Вспомним также, как в лекции 1952 года Поппер якобы вскользь, небрежно, бросает: «Когда я в последний раз виделся с Витгенштейном…» Эта строка явно призвана создать впечатление, что таких встреч было несколько, хотя точно известно, что Витгенштейн и Поппер виделись один-единственный раз.
Так что же это — намеренная ложь? Скорее, все-таки ложная память, псевдовоспоминание, подсказанное услужливым воображением. Поппер искренне верил в правдивость своего рассказа.
«Память — самое парадоксальное из чувств, — пишет Питер Фенуик, специалист по нейропсихиатрии из Лондонского института психиатрии. — С одной стороны, она способна хранить даже самые мимолетные, казалось бы, навсегда забытые впечатления и воспроизводить их в мельчайших подробностях годы спустя; с другой стороны, она настолько ненадежна, что вполне может подвести и предать». Оценить достоверность воспоминания очень сложно. Из-за наслоения более поздних сведений, истинных или ложных, человек может запомнить не совсем то — или даже совсем не то, — что было на самом деле. Вновь и вновь прокручиваемая в воображении версия событий с легкостью берет верх над реальной: человек начинает верить, что он это не воображает, а помнит; при этом настоящее событие из памяти стирается. «Мы пока не знаем, как и когда образуются ложные воспоминания. По мнению одних исследователей, они фиксируются в мозге в момент события; другие считают, что человек сначала представляет себе некую схему событий, а потом подгоняет под нее другие события, которые не происходили на самом деле, зато согласуются с этой схемой».

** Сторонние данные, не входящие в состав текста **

//! Page navigator state machine: clamped paging, the drop-while-rendering
//! guard and session teardown.

use std::sync::atomic::{AtomicUsize, Ordering};
use std::sync::Arc;
use std::time::Duration;

use async_trait::async_trait;
use serenity::builder::CreateEmbed;
use serenity::model::channel::ReactionType;
use serenity::model::id::{MessageId, UserId};
use shimarin_bot::model::PageInfo;
use shimarin_bot::ui::navigator::{
    NavState, NavTarget, PageGenerator, PageNavigator, NEXT_REACTION, PREV_REACTION,
};
use shimarin_bot::ui::InteractionRouter;
use tokio::sync::Notify;

const MESSAGE: u64 = 11;
const NAVIGATOR: u64 = 7;

#[derive(Default)]
struct CountingTarget {
    edits: AtomicUsize,
    cleared: AtomicUsize,
}

#[async_trait]
impl NavTarget for CountingTarget {
    async fn apply_page(&self, _embed: CreateEmbed) -> anyhow::Result<()> {
        self.edits.fetch_add(1, Ordering::SeqCst);
        Ok(())
    }

    async fn attach_controls(&self) -> anyhow::Result<()> {
        Ok(())
    }

    async fn clear_controls(&self) -> anyhow::Result<()> {
        self.cleared.fetch_add(1, Ordering::SeqCst);
        Ok(())
    }
}

fn page_info(last_page: u32) -> PageInfo {
    PageInfo {
        current_page: 0,
        last_page,
        total: (last_page + 1) * 10,
        per_page: 10,
    }
}

fn counting_generator(calls: Arc<AtomicUsize>) -> PageGenerator {
    Box::new(move |_page| {
        let calls = calls.clone();
        Box::pin(async move {
            calls.fetch_add(1, Ordering::SeqCst);
            Ok(CreateEmbed::new())
        })
    })
}

fn next() -> ReactionType {
    ReactionType::Unicode(NEXT_REACTION.to_string())
}

fn prev() -> ReactionType {
    ReactionType::Unicode(PREV_REACTION.to_string())
}

async fn setup(
    last_page: u32,
    generator: PageGenerator,
) -> (Arc<InteractionRouter>, Arc<PageNavigator>, Arc<CountingTarget>) {
    let router = Arc::new(InteractionRouter::new());
    let target = Arc::new(CountingTarget::default());
    let navigator = Arc::new(PageNavigator::new(
        router.clone(),
        MessageId::new(MESSAGE),
        UserId::new(NAVIGATOR),
        page_info(last_page),
        target.clone(),
        generator,
    ));
    navigator.listen().await.unwrap();
    (router, navigator, target)
}

#[tokio::test]
async fn next_walks_pages_and_clamps_at_last() {
    let calls = Arc::new(AtomicUsize::new(0));
    let (router, navigator, target) = setup(3, counting_generator(calls.clone())).await;

    for expected in 1..=3 {
        router
            .dispatch_reaction(MessageId::new(MESSAGE), UserId::new(NAVIGATOR), &next())
            .await;
        assert_eq!(navigator.current_page().await, expected);
    }
    assert_eq!(calls.load(Ordering::SeqCst), 3);
    assert_eq!(target.edits.load(Ordering::SeqCst), 3);

    // Clamped: a further next is a no-op, not an error.
    router
        .dispatch_reaction(MessageId::new(MESSAGE), UserId::new(NAVIGATOR), &next())
        .await;
    assert_eq!(navigator.current_page().await, 3);
    assert_eq!(calls.load(Ordering::SeqCst), 3);
}

#[tokio::test]
async fn previous_from_page_zero_is_a_noop() {
    let calls = Arc::new(AtomicUsize::new(0));
    let (router, navigator, _target) = setup(3, counting_generator(calls.clone())).await;

    router
        .dispatch_reaction(MessageId::new(MESSAGE), UserId::new(NAVIGATOR), &prev())
        .await;
    assert_eq!(navigator.current_page().await, 0);
    assert_eq!(calls.load(Ordering::SeqCst), 0);
}

#[tokio::test]
async fn reactions_from_other_users_or_emoji_are_ignored() {
    let calls = Arc::new(AtomicUsize::new(0));
    let (router, navigator, _target) = setup(3, counting_generator(calls.clone())).await;

    router
        .dispatch_reaction(MessageId::new(MESSAGE), UserId::new(99), &next())
        .await;
    router
        .dispatch_reaction(
            MessageId::new(MESSAGE),
            UserId::new(NAVIGATOR),
            &ReactionType::Unicode("🎲".to_string()),
        )
        .await;
    assert_eq!(navigator.current_page().await, 0);
    assert_eq!(calls.load(Ordering::SeqCst), 0);
}

#[tokio::test]
async fn navigation_during_render_is_dropped_not_queued() {
    let gate = Arc::new(Notify::new());
    let calls = Arc::new(AtomicUsize::new(0));
    let generator: PageGenerator = {
        let gate = gate.clone();
        let calls = calls.clone();
        Box::new(move |_page| {
            let gate = gate.clone();
            let calls = calls.clone();
            Box::pin(async move {
                calls.fetch_add(1, Ordering::SeqCst);
                gate.notified().await;
                Ok(CreateEmbed::new())
            })
        })
    };
    let (router, navigator, _target) = setup(5, generator).await;

    let in_flight = {
        let router = router.clone();
        tokio::spawn(async move {
            router
                .dispatch_reaction(MessageId::new(MESSAGE), UserId::new(NAVIGATOR), &next())
                .await;
        })
    };
    // Let the first render start and park in the generator.
    tokio::time::sleep(Duration::from_millis(20)).await;
    assert_eq!(navigator.state().await, NavState::Rendering);

    // Clicks arriving mid-render must not trigger a second fetch.
    router
        .dispatch_reaction(MessageId::new(MESSAGE), UserId::new(NAVIGATOR), &next())
        .await;
    router
        .dispatch_reaction(MessageId::new(MESSAGE), UserId::new(NAVIGATOR), &prev())
        .await;
    assert_eq!(calls.load(Ordering::SeqCst), 1);

    gate.notify_one();
    in_flight.await.unwrap();
    assert_eq!(navigator.current_page().await, 1);
    assert_eq!(navigator.state().await, NavState::Idle);
    assert_eq!(calls.load(Ordering::SeqCst), 1);

    // Back to idle: the next click is processed normally.
    gate.notify_one();
    router
        .dispatch_reaction(MessageId::new(MESSAGE), UserId::new(NAVIGATOR), &next())
        .await;
    assert_eq!(navigator.current_page().await, 2);
    assert_eq!(calls.load(Ordering::SeqCst), 2);
}

#[tokio::test]
async fn stop_retracts_controls_and_unregisters() {
    let calls = Arc::new(AtomicUsize::new(0));
    let (router, navigator, target) = setup(3, counting_generator(calls.clone())).await;
    assert_eq!(router.navigator_count().await, 1);

    navigator.stop().await;
    assert_eq!(navigator.state().await, NavState::Stopped);
    assert_eq!(target.cleared.load(Ordering::SeqCst), 1);
    assert_eq!(router.navigator_count().await, 0);

    // Idempotent, and navigation after stop is inert.
    navigator.stop().await;
    assert_eq!(target.cleared.load(Ordering::SeqCst), 1);
    router
        .dispatch_reaction(MessageId::new(MESSAGE), UserId::new(NAVIGATOR), &next())
        .await;
    assert_eq!(calls.load(Ordering::SeqCst), 0);
}

#[tokio::test]
async fn idle_timeout_ends_the_session() {
    let calls = Arc::new(AtomicUsize::new(0));
    let router = Arc::new(InteractionRouter::new());
    let target = Arc::new(CountingTarget::default());
    let navigator = Arc::new(
        PageNavigator::new(
            router.clone(),
            MessageId::new(MESSAGE),
            UserId::new(NAVIGATOR),
            page_info(3),
            target.clone(),
            counting_generator(calls),
        )
        .idle_timeout(Duration::from_millis(40)),
    );
    navigator.listen().await.unwrap();
    assert_eq!(router.navigator_count().await, 1);

    tokio::time::sleep(Duration::from_millis(120)).await;
    assert_eq!(navigator.state().await, NavState::Stopped);
    assert_eq!(target.cleared.load(Ordering::SeqCst), 1);
    assert_eq!(router.navigator_count().await, 0);
}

Вероятно, и в Вене, и в Новой Зеландии Поппер не раз и не два представлял себе эту схватку один на один. Для него — и как для философа, и как для человека — не было высшего счастья, чем победа над Витгенштейном. Он тщательно готовился, разрабатывал план атаки, старался учесть все возможные возражения. Однако были вещи, которые он никак не мог предусмотреть: явная враждебность со стороны студентов, а главное — кочерга. На Поппера потрясание кочергой могло произвести совсем другое впечатление, чем на кембриджскую аудиторию. Они-то давно привыкли к Витгенштейну — хотя в тот вечер, даже по их меркам, он был чересчур взволнован.
И вдруг Витгенштейн исчезает — совершенно неожиданно и, похоже, просто разозлившись на слова, сказанные не Поппером, а другим человеком. Битва ничем не закончилась, она не выиграна и не проиграна — ее как бы и не было вовсе.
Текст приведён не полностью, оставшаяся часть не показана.